- Description of the task -
Set down the entries once more, exactly as they are written.

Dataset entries
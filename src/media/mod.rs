//! Raw media for the synthetic source
//!
//! This module provides:
//! - YUV 4:2:0 plane buffers, allocated once and reused
//! - Solid-color generation (random YUV or BT.601-converted RGB)
//! - The borrowed frame type passed to the engine intake

pub mod color;
pub mod frame;
pub mod plane;

pub use color::{ColorGenerator, ColorMode, Rgb, Yuv};
pub use frame::VideoFrame;
pub use plane::{PixelPlane, YuvPlanes};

- Answer to the exercise -
filename src/media/mod.rs
//! Raw media for the synthetic source
//!
//! This module provides:
//! - YUV 4:2:0 plane buffers, allocated once and reused
//! - Solid-color generation (random YUV or BT.601-converted RGB)
//! - The borrowed frame type passed to the engine intake

pub mod color;
pub mod frame;
pub mod plane;

pub use color::{ColorGenerator, ColorMode, Rgb, Yuv};
pub use frame::VideoFrame;
pub use plane::{PixelPlane, YuvPlanes};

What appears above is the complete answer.